◆ Your objective ◆
For the data below, restate word for word only the lines from the line containing "of the hosting" through the line containing "a client can", both ends included.

Start of Records provided

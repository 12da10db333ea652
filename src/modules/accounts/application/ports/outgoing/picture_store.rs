use async_trait::async_trait;

// ============================================================================
// Configuration
// ============================================================================

/// Where profile pictures live.
///
/// `bucket_path` follows the `<project>/<bucket>` convention of the hosting
/// platform; stored picture values are `<bucket>/<object>` paths relative to
/// it. The default picture for new accounts is a shared placeholder object
/// in the same bucket.
#[derive(Debug, Clone)]
pub struct PictureConfig {
    bucket_path: String,
}

impl PictureConfig {
    pub fn new(bucket_path: impl Into<String>) -> Self {
        Self {
            bucket_path: bucket_path.into(),
        }
    }

    pub fn from_env() -> Self {
        let bucket_path = std::env::var("BUCKET_USERIMAGES")
            .unwrap_or_else(|_| "accounts-dev/acct-user-images".to_string());
        Self::new(bucket_path)
    }

    /// Bucket name: everything after the first `/` of the bucket path.
    pub fn bucket(&self) -> &str {
        self.bucket_path
            .split_once('/')
            .map(|(_, tail)| tail)
            .unwrap_or(&self.bucket_path)
    }

    /// Placeholder picture assigned to accounts created without one.
    pub fn default_picture(&self) -> String {
        format!("{}/User.png", self.bucket())
    }
}

// ============================================================================
// Errors
// ============================================================================

#[derive(Debug, Clone, thiserror::Error, PartialEq, Eq)]
pub enum PictureStoreError {
    #[error("Malformed picture path")]
    MalformedPath,

    #[error("Access denied")]
    AccessDenied,

    #[error("Bucket not found")]
    BucketNotFound,

    #[error("Infrastructure error occurred")]
    Infrastructure,
}

// ============================================================================
// Port
// ============================================================================

/// Resolves a stored `<bucket>/<object>` picture path to a URL a client can
/// actually fetch. Implementations talk to the object storage service; the
/// application layer never sees storage credentials or SDK types.
#[async_trait]
pub trait PictureStore: Send + Sync {
    async fn resolve_url(&self, picture_path: &str) -> Result<String, PictureStoreError>;
}
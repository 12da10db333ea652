pub mod account_query;
pub mod account_repository;
pub mod password_hasher;
pub mod picture_store;

pub use account_query::{AccountQuery, AccountQueryError};
pub use account_repository::{AccountRepository, AccountRepositoryError, ProfileChanges};
pub use password_hasher::{HashError, PasswordHasher};
pub use picture_store::{PictureConfig, PictureStore, PictureStoreError};
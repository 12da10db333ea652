use actix_web::{get, web, HttpResponse, Responder};
use sea_orm::{ConnectionTrait, DatabaseConnection, Statement};
use serde::Serialize;
use std::sync::Arc;
use utoipa::ToSchema;

#[derive(Serialize, ToSchema)]
pub struct HealthResponse {
    status: &'static str,
}

#[derive(Serialize, ToSchema)]
pub struct ReadinessResponse {
    status: &'static str,
    database: &'static str,
}

/// LIVENESS PROBE
/// - No I/O
/// - No DB
#[utoipa::path(
    get,
    path = "/health",
    tag = "ops",
    responses((status = 200, description = "Service is alive", body = HealthResponse))
)]
#[get("/health")]
pub async fn health() -> impl Responder {
    HttpResponse::Ok().json(HealthResponse { status: "ok" })
}

/// READINESS PROBE
/// - Checks critical dependencies
#[utoipa::path(
    get,
    path = "/ready",
    tag = "ops",
    responses(
        (status = 200, description = "Service can take traffic", body = ReadinessResponse),
        (status = 503, description = "A dependency is unhealthy", body = ReadinessResponse)
    )
)]
#[get("/ready")]
pub async fn readiness(db: web::Data<Arc<DatabaseConnection>>) -> impl Responder {
    let db_status = match db
        .execute(Statement::from_string(
            db.get_database_backend(),
            "SELECT 1",
        ))
        .await
    {
        Ok(_) => "ok",
        Err(_) => "unhealthy",
    };

    if db_status == "ok" {
        HttpResponse::Ok().json(ReadinessResponse {
            status: "ok",
            database: db_status,
        })
    } else {
        HttpResponse::ServiceUnavailable().json(ReadinessResponse {
            status: "unhealthy",
            database: db_status,
        })
    }
}
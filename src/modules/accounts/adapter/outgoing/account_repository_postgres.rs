use async_trait::async_trait;
use sea_orm::{ActiveModelTrait, DatabaseConnection, EntityTrait, Set};
use std::sync::Arc;
use uuid::Uuid;

use crate::modules::accounts::application::domain::entities::Account;
use crate::modules::accounts::application::ports::outgoing::account_repository::{
    AccountRepository, AccountRepositoryError, ProfileChanges,
};
use crate::shared::domain::record::RecordStamp;

use super::sea_orm_entity::accounts::{
    ActiveModel as AccountActiveModel, Entity as AccountEntity, Model as AccountModel,
};

#[derive(Clone, Debug)]
pub struct AccountRepositoryPostgres {
    db: Arc<DatabaseConnection>,
}

impl AccountRepositoryPostgres {
    pub fn new(db: Arc<DatabaseConnection>) -> Self {
        Self { db }
    }

    fn map_to_account(model: AccountModel) -> Account {
        Account {
            record: RecordStamp {
                external_id: model.id,
                created_at: model.created_at.with_timezone(&chrono::Utc),
                updated_at: model.updated_at.with_timezone(&chrono::Utc),
                deleted_at: model.deleted_at.map(|t| t.with_timezone(&chrono::Utc)),
            },
            email: model.email,
            password_hash: model.password_hash,
            is_staff: model.is_staff,
            is_superuser: model.is_superuser,
            picture: model.picture,
            show_onboarding: model.show_onboarding,
            attrs: model.attrs.as_object().cloned().unwrap_or_default(),
        }
    }

    async fn find_or_not_found(
        &self,
        account_id: Uuid,
    ) -> Result<AccountModel, AccountRepositoryError> {
        AccountEntity::find_by_id(account_id)
            .one(&*self.db)
            .await
            .map_err(|e| AccountRepositoryError::Database(e.to_string()))?
            .ok_or(AccountRepositoryError::NotFound)
    }
}

#[async_trait]
impl AccountRepository for AccountRepositoryPostgres {
    async fn insert(&self, account: Account) -> Result<Account, AccountRepositoryError> {
        let active_account = AccountActiveModel {
            id: Set(account.record.external_id),
            email: Set(account.email),
            password_hash: Set(account.password_hash),
            is_staff: Set(account.is_staff),
            is_superuser: Set(account.is_superuser),
            picture: Set(account.picture),
            show_onboarding: Set(account.show_onboarding),
            attrs: Set(serde_json::Value::Object(account.attrs)),
            created_at: Set(account.record.created_at.into()),
            updated_at: Set(account.record.updated_at.into()),
            deleted_at: Set(account.record.deleted_at.map(Into::into)),
        };

        let inserted = active_account.insert(&*self.db).await.map_err(|e| {
            let err_str = e.to_string().to_lowercase();
            if err_str.contains("23505")
                || err_str.contains("duplicate key")
                || err_str.contains("unique constraint")
            {
                return AccountRepositoryError::EmailTaken;
            }
            AccountRepositoryError::Database(e.to_string())
        })?;

        Ok(Self::map_to_account(inserted))
    }

    async fn soft_delete(&self, account_id: Uuid) -> Result<(), AccountRepositoryError> {
        let account = self.find_or_not_found(account_id).await?;

        let mut active_account: AccountActiveModel = account.into();
        active_account.deleted_at = Set(Some(chrono::Utc::now().into()));

        active_account
            .update(&*self.db)
            .await
            .map_err(|e| AccountRepositoryError::Database(e.to_string()))?;

        Ok(())
    }

    async fn force_delete(&self, account_id: Uuid) -> Result<(), AccountRepositoryError> {
        let account = self.find_or_not_found(account_id).await?;

        let active_account: AccountActiveModel = account.into();
        active_account
            .delete(&*self.db)
            .await
            .map_err(|e| AccountRepositoryError::Database(e.to_string()))?;

        Ok(())
    }

    async fn update_profile(
        &self,
        account_id: Uuid,
        changes: ProfileChanges,
    ) -> Result<Account, AccountRepositoryError> {
        let account = self.find_or_not_found(account_id).await?;

        let mut active_account: AccountActiveModel = account.into();
        if let Some(picture) = changes.picture {
            active_account.picture = Set(picture);
        }
        if let Some(show_onboarding) = changes.show_onboarding {
            active_account.show_onboarding = Set(show_onboarding);
        }
        if let Some(attrs) = changes.attrs {
            active_account.attrs = Set(serde_json::Value::Object(attrs));
        }

        let updated = active_account
            .update(&*self.db)
            .await
            .map_err(|e| AccountRepositoryError::Database(e.to_string()))?;

        Ok(Self::map_to_account(updated))
    }

    async fn set_password(
        &self,
        account_id: Uuid,
        password_hash: Option<String>,
    ) -> Result<(), AccountRepositoryError> {
        let account = self.find_or_not_found(account_id).await?;

        let mut active_account: AccountActiveModel = account.into();
        active_account.password_hash = Set(password_hash);

        active_account
            .update(&*self.db)
            .await
            .map_err(|e| AccountRepositoryError::Database(e.to_string()))?;

        Ok(())
    }
}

End of Records provided

◆ Solution for this problem ◆
/// `bucket_path` follows the `<project>/<bucket>` convention of the hosting
/// platform; stored picture values are `<bucket>/<object>` paths relative to
/// it. The default picture for new accounts is a shared placeholder object
/// in the same bucket.
#[derive(Debug, Clone)]
pub struct PictureConfig {
    bucket_path: String,
}

impl PictureConfig {
    pub fn new(bucket_path: impl Into<String>) -> Self {
        Self {
            bucket_path: bucket_path.into(),
        }
    }

    pub fn from_env() -> Self {
        let bucket_path = std::env::var("BUCKET_USERIMAGES")
            .unwrap_or_else(|_| "accounts-dev/acct-user-images".to_string());
        Self::new(bucket_path)
    }

    /// Bucket name: everything after the first `/` of the bucket path.
    pub fn bucket(&self) -> &str {
        self.bucket_path
            .split_once('/')
            .map(|(_, tail)| tail)
            .unwrap_or(&self.bucket_path)
    }

    /// Placeholder picture assigned to accounts created without one.
    pub fn default_picture(&self) -> String {
        format!("{}/User.png", self.bucket())
    }
}

// ============================================================================
// Errors
// ============================================================================

#[derive(Debug, Clone, thiserror::Error, PartialEq, Eq)]
pub enum PictureStoreError {
    #[error("Malformed picture path")]
    MalformedPath,

    #[error("Access denied")]
    AccessDenied,

    #[error("Bucket not found")]
    BucketNotFound,

    #[error("Infrastructure error occurred")]
    Infrastructure,
}

// ============================================================================
// Port
// ============================================================================

/// Resolves a stored `<bucket>/<object>` picture path to a URL a client can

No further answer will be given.